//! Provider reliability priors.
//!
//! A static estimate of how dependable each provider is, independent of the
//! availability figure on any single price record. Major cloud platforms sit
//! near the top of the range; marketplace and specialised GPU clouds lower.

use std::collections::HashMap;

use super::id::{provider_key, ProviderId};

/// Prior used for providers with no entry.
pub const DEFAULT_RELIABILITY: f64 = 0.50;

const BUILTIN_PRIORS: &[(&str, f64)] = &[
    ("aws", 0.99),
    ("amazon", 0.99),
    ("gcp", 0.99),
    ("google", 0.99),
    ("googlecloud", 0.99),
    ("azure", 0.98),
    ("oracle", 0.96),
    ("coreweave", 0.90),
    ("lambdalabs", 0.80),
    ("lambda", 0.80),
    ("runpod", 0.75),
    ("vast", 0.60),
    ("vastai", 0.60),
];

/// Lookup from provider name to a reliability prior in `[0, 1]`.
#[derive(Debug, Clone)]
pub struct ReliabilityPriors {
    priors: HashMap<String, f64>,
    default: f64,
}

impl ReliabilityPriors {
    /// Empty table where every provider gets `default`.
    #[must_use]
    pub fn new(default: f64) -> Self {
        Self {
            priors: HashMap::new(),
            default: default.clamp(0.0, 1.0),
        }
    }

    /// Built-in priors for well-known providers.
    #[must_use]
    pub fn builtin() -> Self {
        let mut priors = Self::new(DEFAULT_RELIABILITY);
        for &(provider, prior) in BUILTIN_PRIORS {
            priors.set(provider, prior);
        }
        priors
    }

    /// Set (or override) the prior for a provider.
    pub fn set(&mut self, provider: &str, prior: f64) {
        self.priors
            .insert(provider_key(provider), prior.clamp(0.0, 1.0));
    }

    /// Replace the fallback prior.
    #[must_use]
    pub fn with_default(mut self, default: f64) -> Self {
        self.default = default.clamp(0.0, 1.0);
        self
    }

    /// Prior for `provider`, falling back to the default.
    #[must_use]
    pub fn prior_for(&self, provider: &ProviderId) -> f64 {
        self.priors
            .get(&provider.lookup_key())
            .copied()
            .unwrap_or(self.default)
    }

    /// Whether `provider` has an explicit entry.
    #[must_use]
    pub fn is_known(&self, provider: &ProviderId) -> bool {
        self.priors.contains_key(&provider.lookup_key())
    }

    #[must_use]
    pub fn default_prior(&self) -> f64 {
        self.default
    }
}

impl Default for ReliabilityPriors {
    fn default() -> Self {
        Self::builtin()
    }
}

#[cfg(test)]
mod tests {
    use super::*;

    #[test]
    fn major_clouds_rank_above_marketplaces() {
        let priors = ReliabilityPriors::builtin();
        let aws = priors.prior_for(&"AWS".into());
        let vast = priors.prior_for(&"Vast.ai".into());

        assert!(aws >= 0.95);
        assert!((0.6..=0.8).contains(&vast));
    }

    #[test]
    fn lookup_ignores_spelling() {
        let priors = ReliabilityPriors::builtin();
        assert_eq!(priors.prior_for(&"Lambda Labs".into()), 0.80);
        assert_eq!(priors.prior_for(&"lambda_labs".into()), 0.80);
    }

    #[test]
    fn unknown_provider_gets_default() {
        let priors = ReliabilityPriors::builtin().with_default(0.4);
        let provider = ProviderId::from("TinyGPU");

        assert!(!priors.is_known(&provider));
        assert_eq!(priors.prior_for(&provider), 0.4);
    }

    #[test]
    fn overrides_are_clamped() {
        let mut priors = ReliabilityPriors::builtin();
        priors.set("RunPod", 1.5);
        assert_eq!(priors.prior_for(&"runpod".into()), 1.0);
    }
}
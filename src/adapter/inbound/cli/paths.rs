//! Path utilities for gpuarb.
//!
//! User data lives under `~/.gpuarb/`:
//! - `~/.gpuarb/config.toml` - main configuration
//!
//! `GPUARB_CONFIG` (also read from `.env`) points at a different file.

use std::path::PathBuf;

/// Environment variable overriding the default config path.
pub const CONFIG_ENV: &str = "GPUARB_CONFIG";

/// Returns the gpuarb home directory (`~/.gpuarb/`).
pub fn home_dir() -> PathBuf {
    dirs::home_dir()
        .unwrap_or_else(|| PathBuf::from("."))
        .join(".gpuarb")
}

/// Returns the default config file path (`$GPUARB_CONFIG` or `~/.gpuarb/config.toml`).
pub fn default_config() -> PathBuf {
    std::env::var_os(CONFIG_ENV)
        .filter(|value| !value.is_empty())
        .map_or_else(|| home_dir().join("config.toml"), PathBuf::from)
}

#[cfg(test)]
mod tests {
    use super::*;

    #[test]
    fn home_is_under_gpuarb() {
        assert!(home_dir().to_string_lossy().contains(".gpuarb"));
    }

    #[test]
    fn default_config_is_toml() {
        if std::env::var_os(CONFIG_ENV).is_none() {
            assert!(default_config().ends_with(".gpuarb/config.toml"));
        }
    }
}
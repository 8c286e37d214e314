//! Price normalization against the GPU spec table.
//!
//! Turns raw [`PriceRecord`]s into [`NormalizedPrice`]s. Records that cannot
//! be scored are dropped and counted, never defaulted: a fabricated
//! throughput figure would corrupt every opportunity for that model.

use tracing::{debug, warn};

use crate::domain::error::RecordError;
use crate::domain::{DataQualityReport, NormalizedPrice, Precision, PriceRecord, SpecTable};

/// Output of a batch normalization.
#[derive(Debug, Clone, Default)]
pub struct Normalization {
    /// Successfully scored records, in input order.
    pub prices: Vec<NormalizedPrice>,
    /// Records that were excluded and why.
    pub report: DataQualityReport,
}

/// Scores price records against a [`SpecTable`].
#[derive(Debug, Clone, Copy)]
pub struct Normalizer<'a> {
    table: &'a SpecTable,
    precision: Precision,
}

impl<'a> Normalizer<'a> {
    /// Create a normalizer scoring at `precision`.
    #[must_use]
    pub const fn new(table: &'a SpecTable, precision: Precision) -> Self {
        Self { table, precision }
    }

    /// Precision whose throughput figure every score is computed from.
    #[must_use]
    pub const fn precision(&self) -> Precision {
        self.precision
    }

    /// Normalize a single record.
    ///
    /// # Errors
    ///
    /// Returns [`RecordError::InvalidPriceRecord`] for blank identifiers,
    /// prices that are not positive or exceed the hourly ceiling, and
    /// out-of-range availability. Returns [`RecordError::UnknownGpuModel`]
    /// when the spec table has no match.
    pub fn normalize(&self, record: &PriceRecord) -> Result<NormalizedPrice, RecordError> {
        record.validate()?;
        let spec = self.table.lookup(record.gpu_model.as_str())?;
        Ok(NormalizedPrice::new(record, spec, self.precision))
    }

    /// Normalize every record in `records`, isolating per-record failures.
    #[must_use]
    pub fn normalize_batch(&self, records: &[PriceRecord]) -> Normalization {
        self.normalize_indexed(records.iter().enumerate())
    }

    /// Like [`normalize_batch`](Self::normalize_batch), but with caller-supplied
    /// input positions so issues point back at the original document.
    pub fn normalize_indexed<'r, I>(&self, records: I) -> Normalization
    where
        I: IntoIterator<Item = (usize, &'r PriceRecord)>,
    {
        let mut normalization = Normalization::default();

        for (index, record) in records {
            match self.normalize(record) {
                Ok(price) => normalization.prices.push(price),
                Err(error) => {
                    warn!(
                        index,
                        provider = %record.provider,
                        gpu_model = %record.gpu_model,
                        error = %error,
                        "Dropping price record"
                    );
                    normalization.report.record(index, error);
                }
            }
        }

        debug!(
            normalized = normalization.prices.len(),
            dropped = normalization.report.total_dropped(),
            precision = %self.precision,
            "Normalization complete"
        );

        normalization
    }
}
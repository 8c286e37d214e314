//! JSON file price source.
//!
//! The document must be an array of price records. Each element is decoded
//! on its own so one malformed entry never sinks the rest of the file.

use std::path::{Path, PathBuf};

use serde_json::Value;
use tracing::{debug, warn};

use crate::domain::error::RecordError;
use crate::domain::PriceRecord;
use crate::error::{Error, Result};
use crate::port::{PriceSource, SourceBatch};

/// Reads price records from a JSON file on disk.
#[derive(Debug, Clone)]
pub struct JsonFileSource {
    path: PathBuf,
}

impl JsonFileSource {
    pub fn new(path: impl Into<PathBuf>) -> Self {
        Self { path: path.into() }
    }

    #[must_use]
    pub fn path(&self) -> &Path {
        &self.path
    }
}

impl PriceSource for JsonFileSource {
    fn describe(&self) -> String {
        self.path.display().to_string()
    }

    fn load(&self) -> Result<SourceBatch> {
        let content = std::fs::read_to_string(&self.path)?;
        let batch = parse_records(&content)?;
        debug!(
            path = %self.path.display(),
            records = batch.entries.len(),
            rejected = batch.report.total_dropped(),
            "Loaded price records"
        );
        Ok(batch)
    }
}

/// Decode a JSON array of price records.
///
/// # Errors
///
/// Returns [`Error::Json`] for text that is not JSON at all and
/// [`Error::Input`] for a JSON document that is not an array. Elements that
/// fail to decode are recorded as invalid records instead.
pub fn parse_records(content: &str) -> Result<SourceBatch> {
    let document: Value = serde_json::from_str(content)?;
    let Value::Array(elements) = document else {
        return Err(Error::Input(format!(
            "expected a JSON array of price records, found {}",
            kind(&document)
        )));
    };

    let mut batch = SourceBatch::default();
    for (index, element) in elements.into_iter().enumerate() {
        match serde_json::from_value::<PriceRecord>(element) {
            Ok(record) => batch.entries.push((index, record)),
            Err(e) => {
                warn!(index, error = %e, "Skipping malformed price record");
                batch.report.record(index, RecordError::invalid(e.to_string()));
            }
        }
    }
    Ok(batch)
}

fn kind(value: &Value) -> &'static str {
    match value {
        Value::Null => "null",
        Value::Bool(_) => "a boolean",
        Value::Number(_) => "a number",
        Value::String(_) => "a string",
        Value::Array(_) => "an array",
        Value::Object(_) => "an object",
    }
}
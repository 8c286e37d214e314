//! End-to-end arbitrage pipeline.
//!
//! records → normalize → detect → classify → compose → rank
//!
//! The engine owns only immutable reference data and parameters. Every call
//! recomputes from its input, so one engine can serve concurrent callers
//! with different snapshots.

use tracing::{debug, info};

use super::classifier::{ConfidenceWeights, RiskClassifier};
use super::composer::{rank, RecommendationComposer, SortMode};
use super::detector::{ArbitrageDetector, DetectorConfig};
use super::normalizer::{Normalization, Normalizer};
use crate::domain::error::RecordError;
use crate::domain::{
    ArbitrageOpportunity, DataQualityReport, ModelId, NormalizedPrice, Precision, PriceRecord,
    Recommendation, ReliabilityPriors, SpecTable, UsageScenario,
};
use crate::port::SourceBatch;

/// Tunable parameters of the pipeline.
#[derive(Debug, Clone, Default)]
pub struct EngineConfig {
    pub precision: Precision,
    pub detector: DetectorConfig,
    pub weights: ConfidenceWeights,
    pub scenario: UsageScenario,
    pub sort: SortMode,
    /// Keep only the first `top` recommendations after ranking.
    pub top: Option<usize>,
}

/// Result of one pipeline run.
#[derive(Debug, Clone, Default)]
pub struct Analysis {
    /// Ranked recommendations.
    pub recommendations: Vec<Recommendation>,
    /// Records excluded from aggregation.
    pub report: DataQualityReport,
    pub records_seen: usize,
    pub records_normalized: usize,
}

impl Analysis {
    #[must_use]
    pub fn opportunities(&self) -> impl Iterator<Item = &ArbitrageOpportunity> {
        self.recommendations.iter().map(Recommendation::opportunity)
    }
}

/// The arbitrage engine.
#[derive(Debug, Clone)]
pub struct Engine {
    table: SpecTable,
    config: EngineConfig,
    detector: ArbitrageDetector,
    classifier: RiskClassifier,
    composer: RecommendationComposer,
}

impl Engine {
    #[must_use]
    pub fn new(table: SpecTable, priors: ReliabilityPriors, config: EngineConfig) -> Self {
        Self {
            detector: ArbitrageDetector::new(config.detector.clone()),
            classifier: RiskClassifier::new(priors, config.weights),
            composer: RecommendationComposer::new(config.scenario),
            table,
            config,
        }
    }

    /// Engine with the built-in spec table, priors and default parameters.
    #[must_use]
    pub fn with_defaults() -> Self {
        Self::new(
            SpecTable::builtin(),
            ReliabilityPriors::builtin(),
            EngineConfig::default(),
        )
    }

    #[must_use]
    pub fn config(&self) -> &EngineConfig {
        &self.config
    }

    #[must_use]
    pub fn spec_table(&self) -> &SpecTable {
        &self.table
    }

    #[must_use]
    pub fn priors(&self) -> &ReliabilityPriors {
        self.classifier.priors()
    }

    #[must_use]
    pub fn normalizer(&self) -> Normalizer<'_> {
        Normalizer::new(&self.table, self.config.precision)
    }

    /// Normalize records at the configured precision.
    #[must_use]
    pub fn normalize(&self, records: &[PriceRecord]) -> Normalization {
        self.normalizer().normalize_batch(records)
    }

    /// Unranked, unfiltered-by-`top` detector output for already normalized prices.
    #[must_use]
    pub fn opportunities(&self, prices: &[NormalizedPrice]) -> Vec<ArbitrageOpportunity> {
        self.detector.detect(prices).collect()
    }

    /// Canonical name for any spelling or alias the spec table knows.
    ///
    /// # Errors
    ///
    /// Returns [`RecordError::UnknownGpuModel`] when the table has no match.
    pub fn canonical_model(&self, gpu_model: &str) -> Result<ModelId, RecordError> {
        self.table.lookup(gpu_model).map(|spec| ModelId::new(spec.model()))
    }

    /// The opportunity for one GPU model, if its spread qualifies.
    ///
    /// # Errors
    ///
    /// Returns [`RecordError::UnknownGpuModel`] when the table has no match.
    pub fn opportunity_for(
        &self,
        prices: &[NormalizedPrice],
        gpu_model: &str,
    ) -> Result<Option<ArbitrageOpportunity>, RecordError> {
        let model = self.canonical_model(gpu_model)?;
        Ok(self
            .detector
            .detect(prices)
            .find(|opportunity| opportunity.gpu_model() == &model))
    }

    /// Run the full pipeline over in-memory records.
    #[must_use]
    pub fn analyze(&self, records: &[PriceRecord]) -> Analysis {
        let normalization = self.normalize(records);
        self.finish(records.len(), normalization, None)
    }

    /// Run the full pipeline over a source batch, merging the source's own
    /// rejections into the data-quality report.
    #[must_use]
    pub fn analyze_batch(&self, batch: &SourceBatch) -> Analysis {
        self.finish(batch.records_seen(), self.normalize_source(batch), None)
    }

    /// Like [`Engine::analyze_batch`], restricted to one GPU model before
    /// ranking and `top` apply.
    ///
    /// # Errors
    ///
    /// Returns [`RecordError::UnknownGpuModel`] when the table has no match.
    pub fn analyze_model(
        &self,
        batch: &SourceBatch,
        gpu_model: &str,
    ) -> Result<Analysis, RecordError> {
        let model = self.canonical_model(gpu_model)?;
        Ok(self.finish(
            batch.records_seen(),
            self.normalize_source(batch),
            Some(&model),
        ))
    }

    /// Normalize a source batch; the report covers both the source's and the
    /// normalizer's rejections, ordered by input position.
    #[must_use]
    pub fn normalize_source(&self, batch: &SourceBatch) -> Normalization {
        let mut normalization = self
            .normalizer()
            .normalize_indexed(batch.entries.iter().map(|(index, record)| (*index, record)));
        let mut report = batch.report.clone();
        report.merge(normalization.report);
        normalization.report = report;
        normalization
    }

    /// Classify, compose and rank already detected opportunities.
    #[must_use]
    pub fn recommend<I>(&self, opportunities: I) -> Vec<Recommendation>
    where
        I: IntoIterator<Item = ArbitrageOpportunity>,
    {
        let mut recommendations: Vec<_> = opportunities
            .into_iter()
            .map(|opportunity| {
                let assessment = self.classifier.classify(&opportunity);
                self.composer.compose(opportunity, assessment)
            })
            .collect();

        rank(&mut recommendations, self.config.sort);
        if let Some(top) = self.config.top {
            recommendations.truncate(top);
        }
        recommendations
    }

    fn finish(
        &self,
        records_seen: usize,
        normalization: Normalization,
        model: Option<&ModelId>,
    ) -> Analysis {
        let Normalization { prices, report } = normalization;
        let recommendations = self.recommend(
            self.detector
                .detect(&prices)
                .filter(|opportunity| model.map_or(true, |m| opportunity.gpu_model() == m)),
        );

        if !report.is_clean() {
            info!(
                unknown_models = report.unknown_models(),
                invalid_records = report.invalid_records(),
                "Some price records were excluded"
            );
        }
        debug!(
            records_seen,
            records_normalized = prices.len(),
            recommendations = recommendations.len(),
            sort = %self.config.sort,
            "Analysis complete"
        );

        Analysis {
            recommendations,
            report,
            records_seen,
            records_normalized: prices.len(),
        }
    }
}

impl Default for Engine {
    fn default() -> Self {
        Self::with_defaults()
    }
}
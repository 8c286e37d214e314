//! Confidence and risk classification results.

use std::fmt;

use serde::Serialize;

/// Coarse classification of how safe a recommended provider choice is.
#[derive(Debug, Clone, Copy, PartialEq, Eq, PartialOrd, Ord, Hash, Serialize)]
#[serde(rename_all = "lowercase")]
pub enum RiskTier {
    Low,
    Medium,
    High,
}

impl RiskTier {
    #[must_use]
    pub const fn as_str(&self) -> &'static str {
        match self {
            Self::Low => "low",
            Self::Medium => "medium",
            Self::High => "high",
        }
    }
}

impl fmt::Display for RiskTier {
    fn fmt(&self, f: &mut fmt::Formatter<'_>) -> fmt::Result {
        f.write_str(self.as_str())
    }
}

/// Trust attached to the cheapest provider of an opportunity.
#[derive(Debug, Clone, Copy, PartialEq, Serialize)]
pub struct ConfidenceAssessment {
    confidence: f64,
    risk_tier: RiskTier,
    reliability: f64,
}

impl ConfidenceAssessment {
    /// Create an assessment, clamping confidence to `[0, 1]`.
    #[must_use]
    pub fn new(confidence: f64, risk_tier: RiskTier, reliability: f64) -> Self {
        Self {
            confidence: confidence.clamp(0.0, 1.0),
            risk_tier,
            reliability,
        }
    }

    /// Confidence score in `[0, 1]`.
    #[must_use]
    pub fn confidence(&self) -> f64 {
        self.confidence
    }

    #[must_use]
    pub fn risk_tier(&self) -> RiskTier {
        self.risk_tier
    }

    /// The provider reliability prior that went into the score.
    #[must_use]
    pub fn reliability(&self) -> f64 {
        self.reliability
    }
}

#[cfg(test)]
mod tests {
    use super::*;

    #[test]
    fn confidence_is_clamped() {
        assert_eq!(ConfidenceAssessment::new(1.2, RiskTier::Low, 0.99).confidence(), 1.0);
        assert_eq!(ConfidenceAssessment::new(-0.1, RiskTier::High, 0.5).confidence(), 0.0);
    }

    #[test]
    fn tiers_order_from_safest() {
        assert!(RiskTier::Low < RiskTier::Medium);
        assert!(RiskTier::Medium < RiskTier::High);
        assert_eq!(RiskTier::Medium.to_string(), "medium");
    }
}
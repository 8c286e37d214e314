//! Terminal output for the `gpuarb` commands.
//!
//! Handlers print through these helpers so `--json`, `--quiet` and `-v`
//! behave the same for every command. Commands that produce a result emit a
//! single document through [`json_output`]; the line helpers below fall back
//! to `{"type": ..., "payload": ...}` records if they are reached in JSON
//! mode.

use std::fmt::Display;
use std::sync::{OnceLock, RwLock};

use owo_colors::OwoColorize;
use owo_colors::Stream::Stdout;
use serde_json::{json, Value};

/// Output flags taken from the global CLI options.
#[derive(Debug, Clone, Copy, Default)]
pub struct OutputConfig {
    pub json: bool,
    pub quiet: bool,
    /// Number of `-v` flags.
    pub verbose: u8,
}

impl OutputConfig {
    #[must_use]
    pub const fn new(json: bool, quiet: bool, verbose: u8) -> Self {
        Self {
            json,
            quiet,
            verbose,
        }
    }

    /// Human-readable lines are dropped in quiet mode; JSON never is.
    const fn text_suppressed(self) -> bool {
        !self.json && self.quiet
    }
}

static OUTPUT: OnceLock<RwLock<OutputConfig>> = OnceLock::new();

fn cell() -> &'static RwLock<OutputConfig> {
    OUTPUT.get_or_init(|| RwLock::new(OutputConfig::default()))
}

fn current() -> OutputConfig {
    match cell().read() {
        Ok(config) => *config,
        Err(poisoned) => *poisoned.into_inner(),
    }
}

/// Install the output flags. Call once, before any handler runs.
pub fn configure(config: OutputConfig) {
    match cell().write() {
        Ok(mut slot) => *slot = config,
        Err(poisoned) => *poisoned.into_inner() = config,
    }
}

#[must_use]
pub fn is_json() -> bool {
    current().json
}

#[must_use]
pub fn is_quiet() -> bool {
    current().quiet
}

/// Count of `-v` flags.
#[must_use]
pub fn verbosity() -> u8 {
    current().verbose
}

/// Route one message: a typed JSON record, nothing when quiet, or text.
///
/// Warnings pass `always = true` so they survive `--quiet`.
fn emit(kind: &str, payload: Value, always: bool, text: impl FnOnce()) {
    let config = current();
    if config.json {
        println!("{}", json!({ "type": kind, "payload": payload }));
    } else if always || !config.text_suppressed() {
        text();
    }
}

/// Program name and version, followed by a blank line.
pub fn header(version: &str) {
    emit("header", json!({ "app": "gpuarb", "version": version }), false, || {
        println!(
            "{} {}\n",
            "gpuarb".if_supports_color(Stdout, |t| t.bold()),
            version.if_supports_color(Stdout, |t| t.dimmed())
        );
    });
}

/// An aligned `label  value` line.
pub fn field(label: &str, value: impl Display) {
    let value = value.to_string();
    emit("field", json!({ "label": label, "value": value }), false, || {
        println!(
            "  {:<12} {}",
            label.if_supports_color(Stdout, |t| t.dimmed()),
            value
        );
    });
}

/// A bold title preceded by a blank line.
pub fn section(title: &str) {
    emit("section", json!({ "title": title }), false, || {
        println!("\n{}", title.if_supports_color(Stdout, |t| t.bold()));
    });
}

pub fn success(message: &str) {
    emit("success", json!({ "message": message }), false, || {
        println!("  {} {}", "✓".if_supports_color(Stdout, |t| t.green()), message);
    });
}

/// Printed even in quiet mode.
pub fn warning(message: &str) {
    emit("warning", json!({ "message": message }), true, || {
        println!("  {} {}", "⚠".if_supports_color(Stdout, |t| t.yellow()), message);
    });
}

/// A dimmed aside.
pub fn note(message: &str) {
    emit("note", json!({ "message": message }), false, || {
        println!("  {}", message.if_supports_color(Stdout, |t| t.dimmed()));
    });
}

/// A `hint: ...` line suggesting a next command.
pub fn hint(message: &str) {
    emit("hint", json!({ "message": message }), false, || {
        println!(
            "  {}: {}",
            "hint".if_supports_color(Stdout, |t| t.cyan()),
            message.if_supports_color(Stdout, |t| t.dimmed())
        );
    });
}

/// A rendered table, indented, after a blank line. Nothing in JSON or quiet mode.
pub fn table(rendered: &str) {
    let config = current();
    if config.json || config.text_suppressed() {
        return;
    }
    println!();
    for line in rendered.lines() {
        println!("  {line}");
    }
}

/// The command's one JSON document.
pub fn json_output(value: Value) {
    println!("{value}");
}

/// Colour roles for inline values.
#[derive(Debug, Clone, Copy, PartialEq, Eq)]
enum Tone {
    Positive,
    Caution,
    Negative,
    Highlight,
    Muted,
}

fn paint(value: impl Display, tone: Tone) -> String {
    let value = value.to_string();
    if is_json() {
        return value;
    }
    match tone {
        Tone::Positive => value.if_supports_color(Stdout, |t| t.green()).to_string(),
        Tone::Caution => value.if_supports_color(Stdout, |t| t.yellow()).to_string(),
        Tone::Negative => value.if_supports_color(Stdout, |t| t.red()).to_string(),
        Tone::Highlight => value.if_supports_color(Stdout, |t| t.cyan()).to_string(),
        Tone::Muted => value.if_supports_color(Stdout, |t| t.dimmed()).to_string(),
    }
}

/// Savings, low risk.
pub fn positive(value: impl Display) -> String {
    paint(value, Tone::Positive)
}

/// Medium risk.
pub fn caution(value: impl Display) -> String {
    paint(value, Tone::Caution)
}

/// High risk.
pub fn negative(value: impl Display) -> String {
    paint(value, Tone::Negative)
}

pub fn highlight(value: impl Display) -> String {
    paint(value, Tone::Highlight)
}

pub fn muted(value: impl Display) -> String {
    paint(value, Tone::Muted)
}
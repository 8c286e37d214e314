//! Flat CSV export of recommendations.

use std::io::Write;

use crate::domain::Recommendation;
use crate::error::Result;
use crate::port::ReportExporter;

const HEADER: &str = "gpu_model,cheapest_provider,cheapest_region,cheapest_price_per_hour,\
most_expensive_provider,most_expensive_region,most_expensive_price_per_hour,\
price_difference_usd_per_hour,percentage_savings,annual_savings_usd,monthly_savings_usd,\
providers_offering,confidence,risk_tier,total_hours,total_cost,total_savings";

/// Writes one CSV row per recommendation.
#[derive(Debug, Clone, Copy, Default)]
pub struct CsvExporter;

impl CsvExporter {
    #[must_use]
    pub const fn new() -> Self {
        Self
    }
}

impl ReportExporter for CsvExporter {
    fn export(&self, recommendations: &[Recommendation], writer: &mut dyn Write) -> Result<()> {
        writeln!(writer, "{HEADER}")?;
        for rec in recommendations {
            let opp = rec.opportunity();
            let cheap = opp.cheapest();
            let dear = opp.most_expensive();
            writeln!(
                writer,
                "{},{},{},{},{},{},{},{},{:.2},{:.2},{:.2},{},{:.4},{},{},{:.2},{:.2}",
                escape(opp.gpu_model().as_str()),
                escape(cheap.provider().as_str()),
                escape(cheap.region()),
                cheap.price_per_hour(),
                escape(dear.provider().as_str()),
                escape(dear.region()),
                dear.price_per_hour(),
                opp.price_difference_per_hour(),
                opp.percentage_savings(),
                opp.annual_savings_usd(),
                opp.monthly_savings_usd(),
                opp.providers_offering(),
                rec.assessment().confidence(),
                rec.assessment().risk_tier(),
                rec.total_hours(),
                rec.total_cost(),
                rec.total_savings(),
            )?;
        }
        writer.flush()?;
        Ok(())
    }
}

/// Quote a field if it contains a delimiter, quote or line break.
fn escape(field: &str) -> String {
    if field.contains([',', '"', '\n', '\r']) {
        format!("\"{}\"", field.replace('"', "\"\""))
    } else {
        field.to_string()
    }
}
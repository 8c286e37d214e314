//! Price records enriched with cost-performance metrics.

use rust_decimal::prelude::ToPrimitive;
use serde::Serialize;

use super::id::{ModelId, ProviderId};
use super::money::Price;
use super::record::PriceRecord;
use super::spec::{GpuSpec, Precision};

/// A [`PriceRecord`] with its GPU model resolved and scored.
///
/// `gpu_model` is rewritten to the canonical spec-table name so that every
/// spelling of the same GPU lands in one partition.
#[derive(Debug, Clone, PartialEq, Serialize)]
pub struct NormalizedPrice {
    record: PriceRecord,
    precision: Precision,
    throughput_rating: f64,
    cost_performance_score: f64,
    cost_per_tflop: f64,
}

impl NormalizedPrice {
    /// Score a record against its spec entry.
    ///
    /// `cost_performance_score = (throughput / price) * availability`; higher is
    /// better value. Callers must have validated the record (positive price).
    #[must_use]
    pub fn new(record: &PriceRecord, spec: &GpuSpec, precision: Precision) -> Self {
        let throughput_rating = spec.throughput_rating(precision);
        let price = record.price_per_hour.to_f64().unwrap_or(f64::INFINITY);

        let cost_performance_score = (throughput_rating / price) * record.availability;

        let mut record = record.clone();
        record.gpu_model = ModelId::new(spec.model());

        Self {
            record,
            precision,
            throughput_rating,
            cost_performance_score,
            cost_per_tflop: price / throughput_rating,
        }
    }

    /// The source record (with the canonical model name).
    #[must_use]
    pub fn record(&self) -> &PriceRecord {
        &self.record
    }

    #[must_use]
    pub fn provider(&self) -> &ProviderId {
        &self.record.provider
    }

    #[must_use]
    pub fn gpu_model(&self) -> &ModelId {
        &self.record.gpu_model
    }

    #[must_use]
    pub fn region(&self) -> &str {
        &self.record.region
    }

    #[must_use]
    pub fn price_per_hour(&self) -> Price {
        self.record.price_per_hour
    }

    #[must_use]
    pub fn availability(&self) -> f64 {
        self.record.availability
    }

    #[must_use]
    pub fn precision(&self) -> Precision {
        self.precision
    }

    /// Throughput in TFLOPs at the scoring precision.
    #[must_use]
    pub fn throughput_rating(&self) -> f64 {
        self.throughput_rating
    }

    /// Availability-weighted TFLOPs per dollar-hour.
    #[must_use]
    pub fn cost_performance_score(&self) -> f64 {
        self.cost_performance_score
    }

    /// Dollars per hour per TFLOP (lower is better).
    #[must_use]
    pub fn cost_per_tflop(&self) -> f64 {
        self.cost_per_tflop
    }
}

------------------------

Task to complete
Please tally the lines above that contain "entries" and report nothing but the total.

Written response
3